About this exercise:
Having read the records, set them all down exactly as they appear.

Source material:
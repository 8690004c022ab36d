//! Fixed-part registries
//!
//! Read-only lookup tables for integrated circuits, diodes and LEDs. The IC
//! and diode tables ship as JSON embedded in the binary and are parsed once
//! per process; the LED table is small enough to live in code.
//!
//! Keys are normalized part numbers (uppercase, alphanumerics only), so
//! "tl072", "TL-072" and "TL072" all resolve to the same entry. Every part
//! number listed for an entry after the first is an alias of the first.

pub mod diode;
pub mod ic;
pub mod led;

use std::collections::HashMap;

use thiserror::Error;

pub use diode::{lookup_diode, CathodeMarking, DiodeSpec, DiodeType};
pub use ic::{lookup_ic, IcRegistry, IcSpec, Pin};
pub use led::{decode_led, lookup_led, LedColor, LedSize, LedSpec};

#[derive(Debug, Error)]
pub enum RegistryError {
    #[error("Failed to read part file: {0}")]
    Io(#[from] std::io::Error),
    #[error("Failed to parse part JSON: {0}")]
    Json(#[from] serde_json::Error),
    #[error("Invalid part directory: {0}")]
    InvalidDirectory(String),
    #[error("Invalid pinout for {part}: {reason}")]
    InvalidPinout { part: String, reason: String },
}

/// Normalize a part number for comparison.
pub fn normalize_part_number(pn: &str) -> String {
    pn.to_uppercase()
        .chars()
        .filter(|c| c.is_ascii_alphanumeric())
        .collect()
}

/// Entries keyed by canonical part number, with an alias index.
#[derive(Debug, Clone)]
pub(crate) struct PartTable<T> {
    entries: HashMap<String, T>,
    aliases: HashMap<String, String>,
}

impl<T> Default for PartTable<T> {
    fn default() -> Self {
        Self {
            entries: HashMap::new(),
            aliases: HashMap::new(),
        }
    }
}

impl<T> PartTable<T> {
    /// Insert an entry under the first of `part_numbers`; later inserts of
    /// the same part replace earlier ones.
    pub(crate) fn insert(&mut self, part_numbers: &[String], entry: T) {
        let Some(canonical) = part_numbers.first() else {
            return;
        };
        let canonical = normalize_part_number(canonical);
        for pn in &part_numbers[1..] {
            let normalized = normalize_part_number(pn);
            if normalized != canonical {
                self.aliases.insert(normalized, canonical.clone());
            }
        }
        self.aliases.remove(&canonical);
        self.entries.insert(canonical, entry);
    }

    /// Exact or alias lookup.
    pub(crate) fn get(&self, part_number: &str) -> Option<&T> {
        let normalized = normalize_part_number(part_number);
        self.get_normalized(&normalized)
    }

    fn get_normalized(&self, normalized: &str) -> Option<&T> {
        if let Some(entry) = self.entries.get(normalized) {
            return Some(entry);
        }
        self.aliases
            .get(normalized)
            .and_then(|canonical| self.entries.get(canonical))
    }

    /// Longest known key that `part_number` starts with, so ordering
    /// suffixes ("TL072CP", "NE5532P") resolve to the base part.
    pub(crate) fn get_by_prefix(&self, part_number: &str, min_len: usize) -> Option<&T> {
        let normalized = normalize_part_number(part_number);
        self.entries
            .keys()
            .chain(self.aliases.keys())
            .filter(|key| key.len() >= min_len && normalized.starts_with(key.as_str()))
            .max_by_key(|key| key.len())
            .and_then(|key| self.get_normalized(key))
    }

    pub(crate) fn len(&self) -> usize {
        self.entries.len()
    }

    pub(crate) fn values(&self) -> impl Iterator<Item = &T> {
        self.entries.values()
    }
}
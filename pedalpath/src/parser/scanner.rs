//! Character scanner used by the marking grammars.

/// Forward-only cursor over the characters of a marking.
#[derive(Debug, Clone)]
pub struct Scanner {
    chars: Vec<char>,
    pos: usize,
}

impl Scanner {
    pub fn new(input: &str) -> Self {
        Self {
            chars: input.chars().collect(),
            pos: 0,
        }
    }

    pub fn peek(&self) -> Option<char> {
        self.chars.get(self.pos).copied()
    }

    pub fn peek_at(&self, offset: usize) -> Option<char> {
        self.chars.get(self.pos + offset).copied()
    }

    pub fn bump(&mut self) -> Option<char> {
        let ch = self.peek()?;
        self.pos += 1;
        Some(ch)
    }

    pub fn is_at_end(&self) -> bool {
        self.pos >= self.chars.len()
    }

    pub fn skip_whitespace(&mut self) {
        while self.peek().map(char::is_whitespace).unwrap_or(false) {
            self.pos += 1;
        }
    }

    /// Consume the next character if it satisfies `pred`.
    pub fn eat_if(&mut self, pred: impl Fn(char) -> bool) -> Option<char> {
        match self.peek() {
            Some(ch) if pred(ch) => {
                self.pos += 1;
                Some(ch)
            }
            _ => None,
        }
    }

    /// Consume a run of ASCII digits; `None` if there is none.
    pub fn digits(&mut self) -> Option<String> {
        let start = self.pos;
        while self.peek().map(|c| c.is_ascii_digit()).unwrap_or(false) {
            self.pos += 1;
        }
        if self.pos == start {
            None
        } else {
            Some(self.chars[start..self.pos].iter().collect())
        }
    }

    /// Consume `\d+(\.\d*)?` and return its value.
    pub fn decimal(&mut self) -> Option<f64> {
        let mut text = self.digits()?;
        if self.peek() == Some('.') {
            self.pos += 1;
            text.push('.');
            if let Some(frac) = self.digits() {
                text.push_str(&frac);
            }
        }
        text.trim_end_matches('.').parse().ok()
    }
}

#[cfg(test)]
mod tests {
    use super::*;

    #[test]
    fn test_decimal() {
        let mut s = Scanner::new("0.047uF");
        assert_eq!(s.decimal(), Some(0.047));
        assert_eq!(s.peek(), Some('u'));
    }

    #[test]
    fn test_decimal_trailing_point() {
        let mut s = Scanner::new("47.");
        assert_eq!(s.decimal(), Some(47.0));
        assert!(s.is_at_end());
    }

    #[test]
    fn test_digits_none() {
        let mut s = Scanner::new("n7");
        assert_eq!(s.digits(), None);
        assert_eq!(s.bump(), Some('n'));
    }

    #[test]
    fn test_multibyte_micro_sign() {
        let mut s = Scanner::new("10µF");
        s.digits();
        assert_eq!(s.bump(), Some('µ'));
        assert_eq!(s.peek(), Some('F'));
    }
}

Response:
repository 8690004c022ab36d
//! Fixed-part registries
//!
//! Read-only lookup tables for integrated circuits, diodes and LEDs. The IC
//! and diode tables ship as JSON embedded in the binary and are parsed once
//! per process; the LED table is small enough to live in code.
//!
//! Keys are normalized part numbers (uppercase, alphanumerics only), so
//! "tl072", "TL-072" and "TL072" all resolve to the same entry. Every part
//! number listed for an entry after the first is an alias of the first.

pub mod diode;
pub mod ic;
pub mod led;

use std::collections::HashMap;

use thiserror::Error;

pub use diode::{lookup_diode, CathodeMarking, DiodeSpec, DiodeType};
pub use ic::{lookup_ic, IcRegistry, IcSpec, Pin};
pub use led::{decode_led, lookup_led, LedColor, LedSize, LedSpec};

#[derive(Debug, Error)]
pub enum RegistryError {
    #[error("Failed to read part file: {0}")]
    Io(#[from] std::io::Error),
    #[error("Failed to parse part JSON: {0}")]
    Json(#[from] serde_json::Error),
    #[error("Invalid part directory: {0}")]
    InvalidDirectory(String),
    #[error("Invalid pinout for {part}: {reason}")]
    InvalidPinout { part: String, reason: String },
}

/// Normalize a part number for comparison.
pub fn normalize_part_number(pn: &str) -> String {
    pn.to_uppercase()
        .chars()
        .filter(|c| c.is_ascii_alphanumeric())
        .collect()
}

/// Entries keyed by canonical part number, with an alias index.
#[derive(Debug, Clone)]
pub(crate) struct PartTable<T> {
    entries: HashMap<String, T>,
    aliases: HashMap<String, String>,
}

impl<T> Default for PartTable<T> {
    fn default() -> Self {
        Self {
            entries: HashMap::new(),
            aliases: HashMap::new(),
        }
    }
}

impl<T> PartTable<T> {
    /// Insert an entry under the first of `part_numbers`; later inserts of
    /// the same part replace earlier ones.
    pub(crate) fn insert(&mut self, part_numbers: &[String], entry: T) {
        let Some(canonical) = part_numbers.first() else {
            return;
        };
        let canonical = normalize_part_number(canonical);
        for pn in &part_numbers[1..] {
            let normalized = normalize_part_number(pn);
            if normalized != canonical {
                self.aliases.insert(normalized, canonical.clone());
            }
        }
        self.aliases.remove(&canonical);
        self.entries.insert(canonical, entry);
    }

    /// Exact or alias lookup.
    pub(crate) fn get(&self, part_number: &str) -> Option<&T> {
        let normalized = normalize_part_number(part_number);
        self.get_normalized(&normalized)
    }

    fn get_normalized(&self, normalized: &str) -> Option<&T> {
        if let Some(entry) = self.entries.get(normalized) {
            return Some(entry);
        }
        self.aliases
            .get(normalized)
            .and_then(|canonical| self.entries.get(canonical))
    }

    /// Longest known key that `part_number` starts with, so ordering
    /// suffixes ("TL072CP", "NE5532P") resolve to the base part.
    pub(crate) fn get_by_prefix(&self, part_number: &str, min_len: usize) -> Option<&T> {
        let normalized = normalize_part_number(part_number);
        self.entries
            .keys()
            .chain(self.aliases.keys())
            .filter(|key| key.len() >= min_len && normalized.starts_with(key.as_str()))
            .max_by_key(|key| key.len())
            .and_then(|key| self.get_normalized(key))
    }

    pub(crate) fn len(&self) -> usize {
        self.entries.len()
    }

    pub(crate) fn values(&self) -> impl Iterator<Item = &T> {
        self.entries.values()
    }
}
filename pedalpath/src/parser/scanner.rs
//! Character scanner used by the marking grammars.

/// Forward-only cursor over the characters of a marking.
#[derive(Debug, Clone)]
pub struct Scanner {
    chars: Vec<char>,
    pos: usize,
}

impl Scanner {
    pub fn new(input: &str) -> Self {
        Self {
            chars: input.chars().collect(),
            pos: 0,
        }
    }

    pub fn peek(&self) -> Option<char> {
        self.chars.get(self.pos).copied()
    }

    pub fn peek_at(&self, offset: usize) -> Option<char> {
        self.chars.get(self.pos + offset).copied()
    }

    pub fn bump(&mut self) -> Option<char> {
        let ch = self.peek()?;
        self.pos += 1;
        Some(ch)
    }

    pub fn is_at_end(&self) -> bool {
        self.pos >= self.chars.len()
    }

    pub fn skip_whitespace(&mut self) {
        while self.peek().map(char::is_whitespace).unwrap_or(false) {
            self.pos += 1;
        }
    }

    /// Consume the next character if it satisfies `pred`.
    pub fn eat_if(&mut self, pred: impl Fn(char) -> bool) -> Option<char> {
        match self.peek() {
            Some(ch) if pred(ch) => {
                self.pos += 1;
                Some(ch)
            }
            _ => None,
        }
    }

    /// Consume a run of ASCII digits; `None` if there is none.
    pub fn digits(&mut self) -> Option<String> {
        let start = self.pos;
        while self.peek().map(|c| c.is_ascii_digit()).unwrap_or(false) {
            self.pos += 1;
        }
        if self.pos == start {
            None
        } else {
            Some(self.chars[start..self.pos].iter().collect())
        }
    }

    /// Consume `\d+(\.\d*)?` and return its value.
    pub fn decimal(&mut self) -> Option<f64> {
        let mut text = self.digits()?;
        if self.peek() == Some('.') {
            self.pos += 1;
            text.push('.');
            if let Some(frac) = self.digits() {
                text.push_str(&frac);
            }
        }
        text.trim_end_matches('.').parse().ok()
    }
}

#[cfg(test)]
mod tests {
    use super::*;

    #[test]
    fn test_decimal() {
        let mut s = Scanner::new("0.047uF");
        assert_eq!(s.decimal(), Some(0.047));
        assert_eq!(s.peek(), Some('u'));
    }

    #[test]
    fn test_decimal_trailing_point() {
        let mut s = Scanner::new("47.");
        assert_eq!(s.decimal(), Some(47.0));
        assert!(s.is_at_end());
    }

    #[test]
    fn test_digits_none() {
        let mut s = Scanner::new("n7");
        assert_eq!(s.digits(), None);
        assert_eq!(s.bump(), Some('n'));
    }

    #[test]
    fn test_multibyte_micro_sign() {
        let mut s = Scanner::new("10µF");
        s.digits();
        assert_eq!(s.bump(), Some('µ'));
        assert_eq!(s.peek(), Some('F'));
    }
}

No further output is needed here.